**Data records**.
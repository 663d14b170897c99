//! Temporal resampling of sparse year series.

use std::collections::BTreeMap;
use std::ops::Bound;

use closure_risk_projection_models::{ExtrapolationPolicy, YearSeries};

use crate::ProjectionError;

/// Resamples [`YearSeries`] onto a target-year grid.
///
/// Known years are returned unchanged and gaps are filled linearly from
/// the nearest known year on each side. Years outside the known range are
/// handled by the [`ExtrapolationPolicy`]. An optional lower bound clamps
/// extrapolated values (trend extension can otherwise run negative).
#[derive(Debug, Clone, Copy, Default, PartialEq)]
pub struct Resampler {
    policy: ExtrapolationPolicy,
    lower_bound: Option<f64>,
}

impl Resampler {
    #[must_use]
    pub const fn new(policy: ExtrapolationPolicy) -> Self {
        Self {
            policy,
            lower_bound: None,
        }
    }

    /// Clamps extrapolated values to at least `bound`.
    #[must_use]
    pub const fn with_lower_bound(mut self, bound: f64) -> Self {
        self.lower_bound = Some(bound);
        self
    }

    #[must_use]
    pub const fn policy(&self) -> ExtrapolationPolicy {
        self.policy
    }

    /// Returns the value of `series` at every year in `targets`.
    ///
    /// # Errors
    ///
    /// Returns [`ProjectionError::NoData`] if the series has no known year.
    pub fn resample(
        &self,
        series: &YearSeries,
        targets: impl IntoIterator<Item = i32>,
    ) -> Result<BTreeMap<i32, f64>, ProjectionError> {
        if series.is_empty() {
            return Err(ProjectionError::NoData {
                geography_id: series.geography_id.clone(),
            });
        }

        Ok(targets
            .into_iter()
            .map(|year| (year, self.value_at(&series.values, year)))
            .collect())
    }

    fn value_at(&self, known: &BTreeMap<i32, f64>, year: i32) -> f64 {
        if let Some(value) = known.get(&year) {
            return *value;
        }

        let before = known.range(..year).next_back();
        let after = known
            .range((Bound::Excluded(year), Bound::Unbounded))
            .next();

        match (before, after) {
            (Some((&y1, &v1)), Some((&y2, &v2))) => interpolate(y1, v1, y2, v2, year),
            (Some(_), None) => {
                let mut tail = known.iter().rev();
                let last = tail.next();
                let prior = tail.next();
                self.extend(last, prior, year)
            }
            (None, Some(_)) => {
                let mut head = known.iter();
                let first = head.next();
                let next = head.next();
                self.extend(first, next, year)
            }
            (None, None) => 0.0,
        }
    }

    /// Extends from the boundary point `edge`, using `inner` (the next
    /// known point inward) for the slope.
    fn extend(&self, edge: Option<(&i32, &f64)>, inner: Option<(&i32, &f64)>, year: i32) -> f64 {
        let Some((&edge_year, &edge_value)) = edge else {
            return 0.0;
        };

        let value = match (self.policy, inner) {
            (ExtrapolationPolicy::ExtrapolateTrend, Some((&inner_year, &inner_value))) => {
                interpolate(inner_year, inner_value, edge_year, edge_value, year)
            }
            _ => edge_value,
        };

        self.lower_bound.map_or(value, |bound| value.max(bound))
    }
}

/// Evaluates the line through `(y1, v1)` and `(y2, v2)` at `t`.
fn interpolate(y1: i32, v1: f64, y2: i32, v2: f64, t: i32) -> f64 {
    if y1 == y2 {
        return v1;
    }
    let frac = f64::from(t - y1) / f64::from(y2 - y1);
    frac.mul_add(v2 - v1, v1)
}

/// Resamples `series` onto `targets` with `policy` and no lower bound.
///
/// # Errors
///
/// Returns [`ProjectionError::NoData`] if the series has no known year.
pub fn resample(
    series: &YearSeries,
    targets: impl IntoIterator<Item = i32>,
    policy: ExtrapolationPolicy,
) -> Result<BTreeMap<i32, f64>, ProjectionError> {
    Resampler::new(policy).resample(series, targets)
}

#[cfg(test)]
mod tests {
    use super::*;

    fn approx(a: f64, b: f64) -> bool {
        (a - b).abs() < 1e-9
    }

    #[test]
    fn exact_at_known_years() {
        let series = YearSeries::new("06", [(2020, 10.0), (2025, 17.5), (2040, 3.0)]);
        for policy in [
            ExtrapolationPolicy::InterpolateBounded,
            ExtrapolationPolicy::ExtrapolateTrend,
        ] {
            let out = resample(&series, [2020, 2025, 2040], policy).unwrap();
            assert!(approx(out[&2020], 10.0));
            assert!(approx(out[&2025], 17.5));
            assert!(approx(out[&2040], 3.0));
        }
    }

    #[test]
    fn interpolates_between_known_years() {
        let series = YearSeries::new("06", [(2025, 100.0), (2030, 150.0)]);
        let out = resample(&series, [2027], ExtrapolationPolicy::InterpolateBounded).unwrap();
        assert!(approx(out[&2027], 120.0));
    }

    #[test]
    fn single_year_resolves_everywhere() {
        let series = YearSeries::new("26", [(2022, 42.0)]);
        for policy in [
            ExtrapolationPolicy::InterpolateBounded,
            ExtrapolationPolicy::ExtrapolateTrend,
        ] {
            let out = resample(&series, (2000..=2050).step_by(5), policy).unwrap();
            assert!(out.values().all(|v| approx(*v, 42.0)));
        }
    }

    #[test]
    fn bounded_holds_boundaries() {
        let series = YearSeries::new("06", [(2025, 100.0), (2030, 150.0)]);
        let out = resample(&series, [2020, 2040], ExtrapolationPolicy::InterpolateBounded).unwrap();
        assert!(approx(out[&2020], 100.0));
        assert!(approx(out[&2040], 150.0));
    }

    #[test]
    fn trend_extends_nearest_slope() {
        let series = YearSeries::new("06", [(2020, 0.0), (2025, 100.0), (2031, 160.0)]);
        let out = resample(&series, [2015, 2037], ExtrapolationPolicy::ExtrapolateTrend).unwrap();
        // Left slope comes from 2020-2025, right slope from 2025-2031.
        assert!(approx(out[&2015], -100.0));
        assert!(approx(out[&2037], 220.0));
    }

    #[test]
    fn lower_bound_clamps_extrapolation_only() {
        let series = YearSeries::new("06", [(2025, 50.0), (2031, 20.0)]);
        let resampler =
            Resampler::new(ExtrapolationPolicy::ExtrapolateTrend).with_lower_bound(0.0);
        let out = resampler.resample(&series, [2028, 2050]).unwrap();
        assert!(approx(out[&2028], 35.0));
        assert!(approx(out[&2050], 0.0));
    }

    #[test]
    fn empty_series_names_geography() {
        let series = YearSeries::new("lea-7", Vec::new());
        let err = resample(&series, [2030], ExtrapolationPolicy::InterpolateBounded).unwrap_err();
        assert!(matches!(err, ProjectionError::NoData { geography_id } if geography_id == "lea-7"));
    }
}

**ASSIGNMENT**. Could you copy out every record above exactly as it appears?

**YOUR RESPONSE**.
repository 663d14b170897c99
//! Temporal resampling of sparse year series.

use std::collections::BTreeMap;
use std::ops::Bound;

use closure_risk_projection_models::{ExtrapolationPolicy, YearSeries};

use crate::ProjectionError;

/// Resamples [`YearSeries`] onto a target-year grid.
///
/// Known years are returned unchanged and gaps are filled linearly from
/// the nearest known year on each side. Years outside the known range are
/// handled by the [`ExtrapolationPolicy`]. An optional lower bound clamps
/// extrapolated values (trend extension can otherwise run negative).
#[derive(Debug, Clone, Copy, Default, PartialEq)]
pub struct Resampler {
    policy: ExtrapolationPolicy,
    lower_bound: Option<f64>,
}

impl Resampler {
    #[must_use]
    pub const fn new(policy: ExtrapolationPolicy) -> Self {
        Self {
            policy,
            lower_bound: None,
        }
    }

    /// Clamps extrapolated values to at least `bound`.
    #[must_use]
    pub const fn with_lower_bound(mut self, bound: f64) -> Self {
        self.lower_bound = Some(bound);
        self
    }

    #[must_use]
    pub const fn policy(&self) -> ExtrapolationPolicy {
        self.policy
    }

    /// Returns the value of `series` at every year in `targets`.
    ///
    /// # Errors
    ///
    /// Returns [`ProjectionError::NoData`] if the series has no known year.
    pub fn resample(
        &self,
        series: &YearSeries,
        targets: impl IntoIterator<Item = i32>,
    ) -> Result<BTreeMap<i32, f64>, ProjectionError> {
        if series.is_empty() {
            return Err(ProjectionError::NoData {
                geography_id: series.geography_id.clone(),
            });
        }

        Ok(targets
            .into_iter()
            .map(|year| (year, self.value_at(&series.values, year)))
            .collect())
    }

    fn value_at(&self, known: &BTreeMap<i32, f64>, year: i32) -> f64 {
        if let Some(value) = known.get(&year) {
            return *value;
        }

        let before = known.range(..year).next_back();
        let after = known
            .range((Bound::Excluded(year), Bound::Unbounded))
            .next();

        match (before, after) {
            (Some((&y1, &v1)), Some((&y2, &v2))) => interpolate(y1, v1, y2, v2, year),
            (Some(_), None) => {
                let mut tail = known.iter().rev();
                let last = tail.next();
                let prior = tail.next();
                self.extend(last, prior, year)
            }
            (None, Some(_)) => {
                let mut head = known.iter();
                let first = head.next();
                let next = head.next();
                self.extend(first, next, year)
            }
            (None, None) => 0.0,
        }
    }

    /// Extends from the boundary point `edge`, using `inner` (the next
    /// known point inward) for the slope.
    fn extend(&self, edge: Option<(&i32, &f64)>, inner: Option<(&i32, &f64)>, year: i32) -> f64 {
        let Some((&edge_year, &edge_value)) = edge else {
            return 0.0;
        };

        let value = match (self.policy, inner) {
            (ExtrapolationPolicy::ExtrapolateTrend, Some((&inner_year, &inner_value))) => {
                interpolate(inner_year, inner_value, edge_year, edge_value, year)
            }
            _ => edge_value,
        };

        self.lower_bound.map_or(value, |bound| value.max(bound))
    }
}

/// Evaluates the line through `(y1, v1)` and `(y2, v2)` at `t`.
fn interpolate(y1: i32, v1: f64, y2: i32, v2: f64, t: i32) -> f64 {
    if y1 == y2 {
        return v1;
    }
    let frac = f64::from(t - y1) / f64::from(y2 - y1);
    frac.mul_add(v2 - v1, v1)
}

/// Resamples `series` onto `targets` with `policy` and no lower bound.
///
/// # Errors
///
/// Returns [`ProjectionError::NoData`] if the series has no known year.
pub fn resample(
    series: &YearSeries,
    targets: impl IntoIterator<Item = i32>,
    policy: ExtrapolationPolicy,
) -> Result<BTreeMap<i32, f64>, ProjectionError> {
    Resampler::new(policy).resample(series, targets)
}

#[cfg(test)]
mod tests {
    use super::*;

    fn approx(a: f64, b: f64) -> bool {
        (a - b).abs() < 1e-9
    }

    #[test]
    fn exact_at_known_years() {
        let series = YearSeries::new("06", [(2020, 10.0), (2025, 17.5), (2040, 3.0)]);
        for policy in [
            ExtrapolationPolicy::InterpolateBounded,
            ExtrapolationPolicy::ExtrapolateTrend,
        ] {
            let out = resample(&series, [2020, 2025, 2040], policy).unwrap();
            assert!(approx(out[&2020], 10.0));
            assert!(approx(out[&2025], 17.5));
            assert!(approx(out[&2040], 3.0));
        }
    }

    #[test]
    fn interpolates_between_known_years() {
        let series = YearSeries::new("06", [(2025, 100.0), (2030, 150.0)]);
        let out = resample(&series, [2027], ExtrapolationPolicy::InterpolateBounded).unwrap();
        assert!(approx(out[&2027], 120.0));
    }

    #[test]
    fn single_year_resolves_everywhere() {
        let series = YearSeries::new("26", [(2022, 42.0)]);
        for policy in [
            ExtrapolationPolicy::InterpolateBounded,
            ExtrapolationPolicy::ExtrapolateTrend,
        ] {
            let out = resample(&series, (2000..=2050).step_by(5), policy).unwrap();
            assert!(out.values().all(|v| approx(*v, 42.0)));
        }
    }

    #[test]
    fn bounded_holds_boundaries() {
        let series = YearSeries::new("06", [(2025, 100.0), (2030, 150.0)]);
        let out = resample(&series, [2020, 2040], ExtrapolationPolicy::InterpolateBounded).unwrap();
        assert!(approx(out[&2020], 100.0));
        assert!(approx(out[&2040], 150.0));
    }

    #[test]
    fn trend_extends_nearest_slope() {
        let series = YearSeries::new("06", [(2020, 0.0), (2025, 100.0), (2031, 160.0)]);
        let out = resample(&series, [2015, 2037], ExtrapolationPolicy::ExtrapolateTrend).unwrap();
        // Left slope comes from 2020-2025, right slope from 2025-2031.
        assert!(approx(out[&2015], -100.0));
        assert!(approx(out[&2037], 220.0));
    }

    #[test]
    fn lower_bound_clamps_extrapolation_only() {
        let series = YearSeries::new("06", [(2025, 50.0), (2031, 20.0)]);
        let resampler =
            Resampler::new(ExtrapolationPolicy::ExtrapolateTrend).with_lower_bound(0.0);
        let out = resampler.resample(&series, [2028, 2050]).unwrap();
        assert!(approx(out[&2028], 35.0));
        assert!(approx(out[&2050], 0.0));
    }

    #[test]
    fn empty_series_names_geography() {
        let series = YearSeries::new("lea-7", Vec::new());
        let err = resample(&series, [2030], ExtrapolationPolicy::InterpolateBounded).unwrap_err();
        assert!(matches!(err, ProjectionError::NoData { geography_id } if geography_id == "lea-7"));
    }
}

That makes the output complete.